*INPUT RECORDS*

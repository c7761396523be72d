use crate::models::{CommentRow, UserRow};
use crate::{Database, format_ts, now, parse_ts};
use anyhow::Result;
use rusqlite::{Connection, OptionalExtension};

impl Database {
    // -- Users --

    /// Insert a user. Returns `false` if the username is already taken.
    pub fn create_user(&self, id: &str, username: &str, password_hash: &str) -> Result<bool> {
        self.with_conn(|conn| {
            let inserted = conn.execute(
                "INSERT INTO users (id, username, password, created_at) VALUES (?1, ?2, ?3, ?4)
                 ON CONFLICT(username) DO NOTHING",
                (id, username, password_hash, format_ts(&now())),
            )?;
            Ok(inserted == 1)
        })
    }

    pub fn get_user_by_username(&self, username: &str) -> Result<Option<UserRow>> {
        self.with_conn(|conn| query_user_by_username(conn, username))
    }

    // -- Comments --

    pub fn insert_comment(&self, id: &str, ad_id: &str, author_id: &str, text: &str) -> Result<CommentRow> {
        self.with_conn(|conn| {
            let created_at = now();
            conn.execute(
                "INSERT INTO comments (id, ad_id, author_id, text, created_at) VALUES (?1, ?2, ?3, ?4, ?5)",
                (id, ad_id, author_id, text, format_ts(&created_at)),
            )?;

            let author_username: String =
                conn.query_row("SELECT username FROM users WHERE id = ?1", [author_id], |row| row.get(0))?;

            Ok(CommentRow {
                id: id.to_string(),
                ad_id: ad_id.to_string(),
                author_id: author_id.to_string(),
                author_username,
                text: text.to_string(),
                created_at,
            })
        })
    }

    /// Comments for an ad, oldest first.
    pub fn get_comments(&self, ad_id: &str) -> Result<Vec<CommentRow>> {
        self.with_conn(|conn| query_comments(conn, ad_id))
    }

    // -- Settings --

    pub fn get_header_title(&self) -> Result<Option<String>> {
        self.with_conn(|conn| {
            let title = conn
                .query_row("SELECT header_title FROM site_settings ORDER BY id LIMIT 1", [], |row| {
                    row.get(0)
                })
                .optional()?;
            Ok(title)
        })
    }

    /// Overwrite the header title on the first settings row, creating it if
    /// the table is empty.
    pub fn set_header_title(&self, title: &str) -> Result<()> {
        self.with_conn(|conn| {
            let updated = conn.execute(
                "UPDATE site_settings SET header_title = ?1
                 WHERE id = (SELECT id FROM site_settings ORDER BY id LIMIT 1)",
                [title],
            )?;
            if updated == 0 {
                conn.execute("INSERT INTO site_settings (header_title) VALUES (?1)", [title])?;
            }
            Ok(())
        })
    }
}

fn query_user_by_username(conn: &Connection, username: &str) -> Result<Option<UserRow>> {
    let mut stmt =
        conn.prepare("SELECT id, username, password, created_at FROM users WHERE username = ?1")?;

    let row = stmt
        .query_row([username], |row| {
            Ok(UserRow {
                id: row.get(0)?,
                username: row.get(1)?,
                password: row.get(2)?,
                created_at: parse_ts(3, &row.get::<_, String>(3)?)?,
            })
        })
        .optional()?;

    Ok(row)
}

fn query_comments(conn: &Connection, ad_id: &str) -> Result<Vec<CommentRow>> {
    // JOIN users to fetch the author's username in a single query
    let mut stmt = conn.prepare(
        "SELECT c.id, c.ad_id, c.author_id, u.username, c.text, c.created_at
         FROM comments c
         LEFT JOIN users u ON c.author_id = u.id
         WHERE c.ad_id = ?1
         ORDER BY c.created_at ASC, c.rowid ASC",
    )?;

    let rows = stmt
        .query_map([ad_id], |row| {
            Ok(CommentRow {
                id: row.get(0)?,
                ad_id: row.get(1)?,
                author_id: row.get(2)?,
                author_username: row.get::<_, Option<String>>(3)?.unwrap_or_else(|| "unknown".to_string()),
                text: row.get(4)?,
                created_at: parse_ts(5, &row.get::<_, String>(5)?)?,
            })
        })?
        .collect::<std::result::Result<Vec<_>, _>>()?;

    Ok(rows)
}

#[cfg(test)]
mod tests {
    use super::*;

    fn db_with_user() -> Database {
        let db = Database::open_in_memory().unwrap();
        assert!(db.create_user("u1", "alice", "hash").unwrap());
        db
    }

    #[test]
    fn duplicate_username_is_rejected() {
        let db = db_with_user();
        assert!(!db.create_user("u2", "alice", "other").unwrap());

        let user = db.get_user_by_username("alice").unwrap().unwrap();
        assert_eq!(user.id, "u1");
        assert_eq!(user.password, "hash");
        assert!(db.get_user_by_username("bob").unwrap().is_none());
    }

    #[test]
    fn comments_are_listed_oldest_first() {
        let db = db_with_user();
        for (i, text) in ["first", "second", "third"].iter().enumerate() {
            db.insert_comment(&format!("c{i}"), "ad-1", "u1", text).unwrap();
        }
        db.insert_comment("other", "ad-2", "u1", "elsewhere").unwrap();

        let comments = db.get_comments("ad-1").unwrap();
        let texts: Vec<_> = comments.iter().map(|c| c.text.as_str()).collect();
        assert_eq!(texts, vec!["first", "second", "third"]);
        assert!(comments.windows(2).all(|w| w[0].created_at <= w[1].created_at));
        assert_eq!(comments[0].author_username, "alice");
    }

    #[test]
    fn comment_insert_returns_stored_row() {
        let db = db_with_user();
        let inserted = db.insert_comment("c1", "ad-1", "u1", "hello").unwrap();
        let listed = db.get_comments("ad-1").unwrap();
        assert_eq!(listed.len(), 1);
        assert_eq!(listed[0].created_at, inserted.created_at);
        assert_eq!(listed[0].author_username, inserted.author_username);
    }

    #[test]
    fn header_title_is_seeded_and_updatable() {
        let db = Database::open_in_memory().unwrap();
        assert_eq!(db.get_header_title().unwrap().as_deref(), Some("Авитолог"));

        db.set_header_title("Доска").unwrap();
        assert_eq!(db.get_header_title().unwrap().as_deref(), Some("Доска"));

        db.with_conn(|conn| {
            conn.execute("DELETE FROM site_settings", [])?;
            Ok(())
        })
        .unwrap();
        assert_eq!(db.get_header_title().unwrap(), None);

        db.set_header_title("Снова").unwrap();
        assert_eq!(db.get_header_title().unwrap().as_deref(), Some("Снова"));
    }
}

==

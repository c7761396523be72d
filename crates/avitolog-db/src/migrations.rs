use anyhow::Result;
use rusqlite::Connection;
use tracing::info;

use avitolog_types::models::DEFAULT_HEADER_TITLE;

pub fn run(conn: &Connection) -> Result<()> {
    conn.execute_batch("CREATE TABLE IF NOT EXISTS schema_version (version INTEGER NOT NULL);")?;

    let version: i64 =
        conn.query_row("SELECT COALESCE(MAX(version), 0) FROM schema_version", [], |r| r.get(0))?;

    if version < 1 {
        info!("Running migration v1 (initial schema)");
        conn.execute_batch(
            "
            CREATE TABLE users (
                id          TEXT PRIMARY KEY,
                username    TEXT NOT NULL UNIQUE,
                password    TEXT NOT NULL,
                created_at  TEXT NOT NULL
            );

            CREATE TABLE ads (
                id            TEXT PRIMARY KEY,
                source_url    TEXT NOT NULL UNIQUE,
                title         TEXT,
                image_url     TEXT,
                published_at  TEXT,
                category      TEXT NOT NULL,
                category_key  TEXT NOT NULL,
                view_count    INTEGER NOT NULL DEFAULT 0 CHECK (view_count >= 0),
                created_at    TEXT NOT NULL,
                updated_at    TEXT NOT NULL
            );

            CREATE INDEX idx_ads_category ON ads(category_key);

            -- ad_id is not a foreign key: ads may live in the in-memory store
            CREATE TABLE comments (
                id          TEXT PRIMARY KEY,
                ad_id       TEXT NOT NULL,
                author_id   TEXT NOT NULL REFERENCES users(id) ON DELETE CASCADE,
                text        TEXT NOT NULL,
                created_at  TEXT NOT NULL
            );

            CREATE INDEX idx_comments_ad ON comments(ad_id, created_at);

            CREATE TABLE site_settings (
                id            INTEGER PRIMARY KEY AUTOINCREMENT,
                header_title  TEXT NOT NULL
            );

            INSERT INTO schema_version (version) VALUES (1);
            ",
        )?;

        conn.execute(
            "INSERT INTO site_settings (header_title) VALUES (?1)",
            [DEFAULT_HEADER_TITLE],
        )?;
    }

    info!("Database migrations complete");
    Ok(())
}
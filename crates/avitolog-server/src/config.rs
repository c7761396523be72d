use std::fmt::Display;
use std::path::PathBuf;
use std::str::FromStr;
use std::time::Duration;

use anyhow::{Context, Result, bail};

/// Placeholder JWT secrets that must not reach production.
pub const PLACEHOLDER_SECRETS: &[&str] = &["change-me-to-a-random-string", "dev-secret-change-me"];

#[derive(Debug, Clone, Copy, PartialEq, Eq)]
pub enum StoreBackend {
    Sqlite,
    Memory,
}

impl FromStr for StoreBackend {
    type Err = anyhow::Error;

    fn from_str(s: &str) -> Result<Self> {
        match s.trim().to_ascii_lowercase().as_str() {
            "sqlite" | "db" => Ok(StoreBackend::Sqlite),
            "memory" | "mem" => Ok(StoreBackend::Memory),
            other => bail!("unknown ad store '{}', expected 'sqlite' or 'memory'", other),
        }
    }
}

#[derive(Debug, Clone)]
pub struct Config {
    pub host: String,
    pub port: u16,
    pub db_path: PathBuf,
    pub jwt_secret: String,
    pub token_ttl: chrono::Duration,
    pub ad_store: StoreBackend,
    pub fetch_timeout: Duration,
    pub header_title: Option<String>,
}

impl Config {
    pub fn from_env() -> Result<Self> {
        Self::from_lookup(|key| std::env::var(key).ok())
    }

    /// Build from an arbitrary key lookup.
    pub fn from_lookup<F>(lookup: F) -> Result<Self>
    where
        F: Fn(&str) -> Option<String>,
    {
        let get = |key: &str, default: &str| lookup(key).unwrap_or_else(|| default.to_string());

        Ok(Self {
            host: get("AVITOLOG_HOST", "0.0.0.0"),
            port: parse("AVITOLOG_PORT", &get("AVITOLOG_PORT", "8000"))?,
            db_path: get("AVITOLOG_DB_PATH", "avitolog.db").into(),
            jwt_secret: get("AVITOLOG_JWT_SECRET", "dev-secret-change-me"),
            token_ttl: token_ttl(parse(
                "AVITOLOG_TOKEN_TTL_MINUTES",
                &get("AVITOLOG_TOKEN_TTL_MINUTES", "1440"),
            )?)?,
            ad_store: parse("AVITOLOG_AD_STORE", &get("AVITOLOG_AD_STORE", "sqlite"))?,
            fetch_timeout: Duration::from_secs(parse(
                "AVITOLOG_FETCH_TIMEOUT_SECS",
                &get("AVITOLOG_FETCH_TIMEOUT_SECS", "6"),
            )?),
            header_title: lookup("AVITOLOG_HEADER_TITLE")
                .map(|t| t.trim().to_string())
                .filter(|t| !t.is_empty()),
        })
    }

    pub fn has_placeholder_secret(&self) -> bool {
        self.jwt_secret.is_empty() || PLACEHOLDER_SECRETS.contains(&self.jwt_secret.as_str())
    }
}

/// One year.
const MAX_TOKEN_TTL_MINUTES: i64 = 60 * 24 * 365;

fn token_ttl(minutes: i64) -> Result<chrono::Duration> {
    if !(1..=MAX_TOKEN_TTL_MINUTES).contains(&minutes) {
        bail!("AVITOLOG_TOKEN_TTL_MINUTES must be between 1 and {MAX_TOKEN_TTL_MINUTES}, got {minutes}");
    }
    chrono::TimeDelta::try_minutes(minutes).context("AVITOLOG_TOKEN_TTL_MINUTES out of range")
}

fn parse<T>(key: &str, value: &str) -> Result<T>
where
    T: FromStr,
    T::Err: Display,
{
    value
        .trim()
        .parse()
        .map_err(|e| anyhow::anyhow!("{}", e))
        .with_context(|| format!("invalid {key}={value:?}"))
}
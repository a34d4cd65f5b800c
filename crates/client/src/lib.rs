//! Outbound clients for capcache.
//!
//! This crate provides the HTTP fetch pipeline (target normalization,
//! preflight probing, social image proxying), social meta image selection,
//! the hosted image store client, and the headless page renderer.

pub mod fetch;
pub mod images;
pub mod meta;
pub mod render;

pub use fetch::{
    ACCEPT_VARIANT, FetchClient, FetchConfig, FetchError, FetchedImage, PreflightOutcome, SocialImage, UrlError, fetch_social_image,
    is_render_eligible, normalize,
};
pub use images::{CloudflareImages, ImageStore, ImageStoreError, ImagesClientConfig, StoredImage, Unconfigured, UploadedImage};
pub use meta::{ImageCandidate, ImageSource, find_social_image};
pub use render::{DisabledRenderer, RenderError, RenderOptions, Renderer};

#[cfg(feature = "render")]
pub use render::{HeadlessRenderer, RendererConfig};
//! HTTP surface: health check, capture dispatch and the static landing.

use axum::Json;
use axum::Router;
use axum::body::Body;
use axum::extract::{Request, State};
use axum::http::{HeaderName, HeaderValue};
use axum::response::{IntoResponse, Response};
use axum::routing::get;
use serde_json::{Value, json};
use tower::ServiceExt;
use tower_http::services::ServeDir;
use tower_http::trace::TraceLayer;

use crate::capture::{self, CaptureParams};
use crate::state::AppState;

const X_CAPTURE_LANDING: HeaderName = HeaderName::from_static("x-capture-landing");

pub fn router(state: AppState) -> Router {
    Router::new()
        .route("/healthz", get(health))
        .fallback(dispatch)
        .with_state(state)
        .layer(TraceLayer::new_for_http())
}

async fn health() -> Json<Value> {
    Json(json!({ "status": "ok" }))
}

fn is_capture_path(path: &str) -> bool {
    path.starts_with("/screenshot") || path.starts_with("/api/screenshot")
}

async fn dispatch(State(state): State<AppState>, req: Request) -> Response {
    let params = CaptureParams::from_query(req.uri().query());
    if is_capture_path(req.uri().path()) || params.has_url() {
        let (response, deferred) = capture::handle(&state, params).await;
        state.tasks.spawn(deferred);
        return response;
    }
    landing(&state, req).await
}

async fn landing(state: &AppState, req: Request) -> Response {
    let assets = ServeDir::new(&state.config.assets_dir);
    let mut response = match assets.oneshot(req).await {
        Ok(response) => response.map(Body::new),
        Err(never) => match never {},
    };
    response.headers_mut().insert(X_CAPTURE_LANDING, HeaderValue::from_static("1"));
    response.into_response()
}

*EXERCISE PROMPT*
Tell how many lines of the listing include the word "models", replying with nothing but the number.

*RESPONSE BELOW*
2